*** Recorded information Section Begins ***

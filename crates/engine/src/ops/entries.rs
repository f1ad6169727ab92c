use sea_orm::DatabaseTransaction;
use serde::Serialize;
use uuid::Uuid;

use crate::{
    CreateEntryCmd, EngineError, EntryKind, LedgerEntry, Money, ResultEngine,
    store::LedgerStore,
    util::{ensure_amount, normalize_optional_text, normalize_required_text},
};

use super::{Engine, balances::BalanceGate, with_tx};

/// Result of posting an entry.
#[derive(Clone, Copy, Debug, PartialEq, Eq, Serialize)]
pub struct EntryReceipt {
    pub entry_id: Uuid,
    /// `None` when the entry references no account.
    pub new_balance: Option<Money>,
}

impl Engine {
    /// Posts a transaction. Outgoing transactions must be covered by the
    /// account balance.
    pub async fn create_transaction(&self, cmd: CreateEntryCmd) -> ResultEngine<EntryReceipt> {
        let entry = build_entry(EntryKind::Transaction, cmd)?;
        self.create_entry(entry).await
    }

    /// Posts an expense. Expenses are always outgoing.
    pub async fn create_expense(&self, cmd: CreateEntryCmd) -> ResultEngine<EntryReceipt> {
        let entry = build_entry(EntryKind::Expense, cmd)?;
        self.create_entry(entry).await
    }

    async fn create_entry(&self, entry: LedgerEntry) -> ResultEngine<EntryReceipt> {
        let new_balance = with_tx!(self, "create_entry", |db_tx| self
            .create_entry_in(&db_tx, &entry)
            .await)?;
        tracing::info!(
            entry_id = %entry.id,
            kind = entry.kind.as_str(),
            account_id = ?entry.account_id,
            "entry posted"
        );
        Ok(EntryReceipt {
            entry_id: entry.id,
            new_balance,
        })
    }

    async fn create_entry_in(
        &self,
        db_tx: &DatabaseTransaction,
        entry: &LedgerEntry,
    ) -> ResultEngine<Option<Money>> {
        if let Some(account_id) = entry.account_id {
            let account = LedgerStore::new(db_tx)
                .owned_account(account_id, &entry.client_id)
                .await?;
            self.ensure_currency(&account, &entry.currency_id)?;
        }
        let change = self.post_entry(db_tx, entry, BalanceGate::Enforce).await?;
        Ok(change.map(|change| change.new_balance))
    }

    /// The client's entries of one kind, newest first.
    pub async fn entries(&self, client_id: &str, kind: EntryKind) -> ResultEngine<Vec<LedgerEntry>> {
        self.retry_read("entries", || {
            self.store().entries_for_client(client_id, kind)
        })
        .await
    }
}

fn build_entry(kind: EntryKind, cmd: CreateEntryCmd) -> ResultEngine<LedgerEntry> {
    ensure_amount(cmd.amount)?;
    let name = normalize_optional_text(cmd.name.as_deref());
    if kind == EntryKind::Transaction && name.is_none() {
        return Err(EngineError::Validation(
            "transaction name must not be empty".to_string(),
        ));
    }
    Ok(LedgerEntry {
        id: Uuid::new_v4(),
        client_id: normalize_required_text(&cmd.client_id, "client")?,
        account_id: cmd.account_id,
        kind,
        name,
        is_income: kind == EntryKind::Transaction && cmd.is_income,
        amount: cmd.amount,
        currency_id: normalize_required_text(&cmd.currency_id, "currency")?,
        category: normalize_required_text(&cmd.category, "category")?,
        remarks: normalize_optional_text(cmd.remarks.as_deref()),
        executed_at: cmd.executed_at,
    })
}
//! Reversal Engine: deleting a posted entry, optionally undoing its balance
//! effect.

use sea_orm::DatabaseTransaction;

use crate::{
    DeleteEntryCmd, ResultEngine,
    store::{BalanceSnapshot, LedgerStore},
};

use super::{
    Engine,
    balances::{BalanceChange, BalanceGate},
    with_tx,
};

impl Engine {
    /// Deletes an entry owned by `cmd.client_id`.
    ///
    /// With `revert_balance`, the inverse of the entry's signed amount is
    /// applied to its account in the same unit of work. Reversals are never
    /// gated on the balance. Returns the balance transition, if any.
    pub async fn delete_entry(&self, cmd: DeleteEntryCmd) -> ResultEngine<Option<BalanceChange>> {
        let change = with_tx!(self, "delete_entry", |db_tx| self
            .reverse_and_delete(&db_tx, &cmd)
            .await)?;
        tracing::info!(
            entry_id = %cmd.entry_id,
            reverted = change.is_some(),
            "entry deleted"
        );
        Ok(change)
    }

    async fn reverse_and_delete(
        &self,
        db_tx: &DatabaseTransaction,
        cmd: &DeleteEntryCmd,
    ) -> ResultEngine<Option<BalanceChange>> {
        let store = LedgerStore::new(db_tx);
        let (entry, account) = store
            .entry_with_account_balance(cmd.entry_id, &cmd.client_id, cmd.kind)
            .await?;
        let change = match account {
            Some(account) if cmd.revert_balance => {
                let snapshot = BalanceSnapshot {
                    balance: account.balance,
                    version: account.version,
                };
                let change = self
                    .apply_to_snapshot(
                        db_tx,
                        account.id,
                        snapshot,
                        entry.amount,
                        !entry.is_income,
                        BalanceGate::AllowNegative,
                    )
                    .await?;
                Some(change)
            }
            _ => None,
        };
        store.delete_ledger_entry(entry.id, &cmd.client_id).await?;
        Ok(change)
    }
}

*** Recorded information Section Ends ***

• _Problem statement_
Please copy each line of the records above that holds the word "EngineError".

• _Result of the task_
    CreateEntryCmd, EngineError, EntryKind, LedgerEntry, Money, ResultEngine,
        return Err(EngineError::Validation(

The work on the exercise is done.